By now, you may have heard the inarguable, absolute truth -- as is the case with Destructoid's reviews that are handed down from the maker to our holy reviewers -- that Dead Space 3 is not as great as the first two games.
Before we brashly label Dead Space 3 as less than great, we should put things in perspective. How? First, by remembering Dead Space 1 and 2 are two of the greatest games of the past decade. Secondly, by taking a look at these five turds of space horror.
It astounds me that Capcom hasn't brought the Resident Evil franchise to space -- though some Dino Crisis 3 detractors will insist that this is a good thing -- so Galerians is the next best thing. Except it's really not "best" at anything. Exploring a futuristic lab as an androgynous, psi-enabled 14-year-old boy is an okay concept, but developer Polygon Magic (Incredible Crisis) piled on convoluted mechanics, muddy backgrounds, and unintuitive controls. Its PS2 sequel didn't fare much better.
After releasing the little-known pioneer of survival horror Doctor Hauzer, developer Riverhill Software took the genre to space with OverBlood and its even more baffling sequel. From the voice acting to combat, OverBlood stood as a reminder of how much Capcom pushed things forward with Resident Evil -- which, let's be honest, didn't have good voice acting or combat to begin with. OverBlood was rescued from complete obscurity by Game Informer's Super Replay series, in which the crew played through this bizarre series in its entirety. Laugh at their misfortune, instead of suffering yourself.
As an anxious new recruit at Destructoid, I jumped at any review opportunity that entered my inbox in 2011. When I played Afterfall, that habit was corrected. Afterfall begins well enough -- despite looking like an Unreal Engine 3 school project -- but things go horribly wrong once the the plot sets off into generic sci-fi horrorland. The game's shameless coping of Dead Space wouldn't be so bad if the shooting and puzzles were remotely enjoyable. I was praying the game would just end, and my prayers were answered: I was playing an erroneously labeled retail copy that was really a preview build. Bullet dodged!
Here's one nice thing I can say about Lifeline: It was ahead of its time. And now, here's the truth: It's still hot garbage. Trying to control an avatar by voice commands wouldn't even be fun if it worked properly, which Lifeline didn't. Watching this space waitress run into walls and open the wrong door is enough to make anyone pine for the days of tank controls.
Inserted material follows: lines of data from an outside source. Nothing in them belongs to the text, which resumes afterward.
//! Phrase definitions: independently periodic loops of timed trigger events.

use std::collections::HashSet;

use serde::{Deserialize, Serialize};

use crate::dsp::exciter::ExciterMode;
use crate::error::PhraseError;
use crate::pitch::note_to_frequency;

pub type PhraseId = u32;

fn default_intensity() -> f64 {
    1.0
}

/// What a fired event asks the sink to do.
#[derive(Debug, Clone, PartialEq, Serialize, Deserialize)]
#[serde(rename_all = "camelCase")]
pub struct ExcitationRef {
    /// Excitation mode; `None` lets the engine use its `impulse` control.
    #[serde(default, skip_serializing_if = "Option::is_none")]
    pub mode: Option<ExciterMode>,
    #[serde(default = "default_intensity")]
    pub intensity: f64,
    /// Note name to tune the string to before exciting it.
    #[serde(default, skip_serializing_if = "Option::is_none")]
    pub pitch: Option<String>,
}

impl Default for ExcitationRef {
    fn default() -> Self {
        ExcitationRef {
            mode: None,
            intensity: 1.0,
            pitch: None,
        }
    }
}

impl ExcitationRef {
    pub fn frequency(&self) -> Option<f64> {
        self.pitch.as_deref().and_then(note_to_frequency)
    }
}

/// One event inside a phrase cycle.
#[derive(Debug, Clone, PartialEq, Serialize, Deserialize)]
#[serde(rename_all = "camelCase")]
pub struct PhraseEvent {
    /// Seconds after the start of each cycle, in `[0, basePeriodSeconds)`.
    pub offset_seconds: f64,
    #[serde(flatten)]
    pub excitation: ExcitationRef,
}

/// A self-looping set of events with its own period.
#[derive(Debug, Clone, PartialEq, Serialize, Deserialize)]
#[serde(rename_all = "camelCase")]
pub struct Phrase {
    pub id: PhraseId,
    pub base_period_seconds: f64,
    pub events: Vec<PhraseEvent>,
}

impl Phrase {
    /// A phrase with a single event at `offset` seconds.
    pub fn single(id: PhraseId, period: f64, offset: f64) -> Self {
        Phrase {
            id,
            base_period_seconds: period,
            events: vec![PhraseEvent {
                offset_seconds: offset,
                excitation: ExcitationRef::default(),
            }],
        }
    }

    /// Builder: tune every event to `pitch`.
    pub fn with_pitch(mut self, pitch: &str) -> Self {
        for event in self.events.iter_mut() {
            event.excitation.pitch = Some(pitch.to_string());
        }
        self
    }

    pub fn validate(&self) -> Result<(), PhraseError> {
        let period = self.base_period_seconds;
        if !(period.is_finite() && period > 0.0) {
            return Err(PhraseError::NonPositivePeriod { id: self.id, period });
        }
        for event in &self.events {
            let offset = event.offset_seconds;
            if !(offset.is_finite() && offset >= 0.0 && offset < period) {
                return Err(PhraseError::OffsetOutOfRange { id: self.id, offset, period });
            }
            if let Some(pitch) = &event.excitation.pitch {
                if note_to_frequency(pitch).is_none() {
                    return Err(PhraseError::UnknownPitch {
                        id: self.id,
                        pitch: pitch.clone(),
                    });
                }
            }
        }
        Ok(())
    }
}

/// Accepted top-level JSON shapes.
#[derive(Deserialize)]
#[serde(untagged)]
enum PhraseDocument {
    Wrapped { phrases: Vec<Phrase> },
    Bare(Vec<Phrase>),
}

/// Parse and validate an ordered list of phrase definitions from JSON.
///
/// Accepts either `{"phrases": [...]}` or a bare array.
pub fn parse_phrases(json: &str) -> Result<Vec<Phrase>, PhraseError> {
    // Parse to a Value first so syntax errors keep their line/column.
    let value: serde_json::Value = serde_json::from_str(json).map_err(|e| PhraseError::Parse {
        message: e.to_string(),
        line: e.line(),
        column: e.column(),
    })?;
    let doc: PhraseDocument = serde_json::from_value(value).map_err(|e| PhraseError::Parse {
        message: format!("not a phrase list: {e}"),
        line: 1,
        column: 1,
    })?;
    let phrases = match doc {
        PhraseDocument::Wrapped { phrases } => phrases,
        PhraseDocument::Bare(phrases) => phrases,
    };
    validate_all(&phrases)?;
    Ok(phrases)
}

/// Validate every phrase and reject duplicate ids.
pub fn validate_all(phrases: &[Phrase]) -> Result<(), PhraseError> {
    let mut seen = HashSet::new();
    for phrase in phrases {
        phrase.validate()?;
        if !seen.insert(phrase.id) {
            return Err(PhraseError::DuplicateId(phrase.id));
        }
    }
    Ok(())
}

/// Serialize phrases to the wrapped JSON form.
pub fn phrases_to_json(phrases: &[Phrase]) -> String {
    serde_json::json!({ "phrases": phrases }).to_string()
}

/// The eight tape fragments: mutually non-aligned periods, one note each.
pub fn airports() -> Vec<Phrase> {
    [
        (1, 17.069, 11.645, "BB5"),
        (2, 20.752, 7.163, "EB5"),
        (3, 23.157, 3.840, "F6"),
        (4, 27.999, 11.594, "BB6"),
        (5, 29.501, 11.824, "EB6"),
        (6, 30.034, 8.693, "EB4"),
        (7, 31.101, 5.696, "BB3"),
        (8, 38.049, 6.768, "EB4"),
    ]
    .into_iter()
    .map(|(id, period, offset, pitch)| Phrase::single(id, period, offset).with_pitch(pitch))
    .collect()
}

#[cfg(test)]
mod tests {
    use super::*;

    #[test]
    fn airports_are_valid_and_distinct() {
        let phrases = airports();
        assert_eq!(phrases.len(), 8);
        assert!(validate_all(&phrases).is_ok());
        let periods: HashSet<u64> = phrases.iter().map(|p| p.base_period_seconds.to_bits()).collect();
        assert_eq!(periods.len(), 8);
    }

    #[test]
    fn offset_must_be_inside_period() {
        let bad = Phrase::single(3, 2.0, 2.0);
        assert!(matches!(bad.validate(), Err(PhraseError::OffsetOutOfRange { id: 3, .. })));
        let negative = Phrase::single(4, 2.0, -0.1);
        assert!(negative.validate().is_err());
    }

    #[test]
    fn period_must_be_positive() {
        let bad = Phrase::single(1, 0.0, 0.0);
        assert!(matches!(bad.validate(), Err(PhraseError::NonPositivePeriod { .. })));
    }

    #[test]
    fn parses_wrapped_and_bare_forms() {
        let wrapped = r#"{ "phrases": [
            { "id": 1, "basePeriodSeconds": 17.069,
              "events": [ { "offsetSeconds": 11.645, "mode": "pulse", "pitch": "Bb5" } ] }
        ] }"#;
        let phrases = parse_phrases(wrapped).unwrap();
        assert_eq!(phrases[0].events[0].excitation.mode, Some(ExciterMode::Pulse));
        assert_eq!(phrases[0].events[0].excitation.intensity, 1.0);

        let bare = r#"[ { "id": 2, "basePeriodSeconds": 3.0, "events": [] } ]"#;
        assert_eq!(parse_phrases(bare).unwrap()[0].id, 2);
    }

    #[test]
    fn json_round_trips_library() {
        let json = phrases_to_json(&airports());
        assert_eq!(parse_phrases(&json).unwrap(), airports());
    }

    #[test]
    fn syntax_error_carries_position() {
        let err = parse_phrases("[\n  { \"id\": 1,, }\n]").unwrap_err();
        match err {
            PhraseError::Parse { line, .. } => assert_eq!(line, 2),
            other => panic!("expected parse error, got {other:?}"),
        }
    }

    #[test]
    fn duplicate_ids_rejected() {
        let phrases = vec![Phrase::single(1, 2.0, 0.0), Phrase::single(1, 3.0, 0.0)];
        assert_eq!(validate_all(&phrases), Err(PhraseError::DuplicateId(1)));
    }

    #[test]
    fn unknown_pitch_rejected() {
        let p = Phrase::single(5, 2.0, 0.5).with_pitch("Q9");
        assert!(matches!(p.validate(), Err(PhraseError::UnknownPitch { .. })));
    }
}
From Software was never a developer of hit titles -- not until Demon's Souls that is -- but Echo Night is a notch more obscure than its King's Field and Armored Core series. Beyond, the third entry in the franchise, takes place in space and accurately depicts how boring it must be to live on a space station, ghosts or not. Beyond has some great ambition and atmosphere, but the end result is game so dull that I wanted to open the air lock and go spiraling out into space. In many ways, it feels like precursor to Frictional Games' excellent blending of first-person adventure and horror. I can only imagine how great Beyond could have been in Frictional's hands.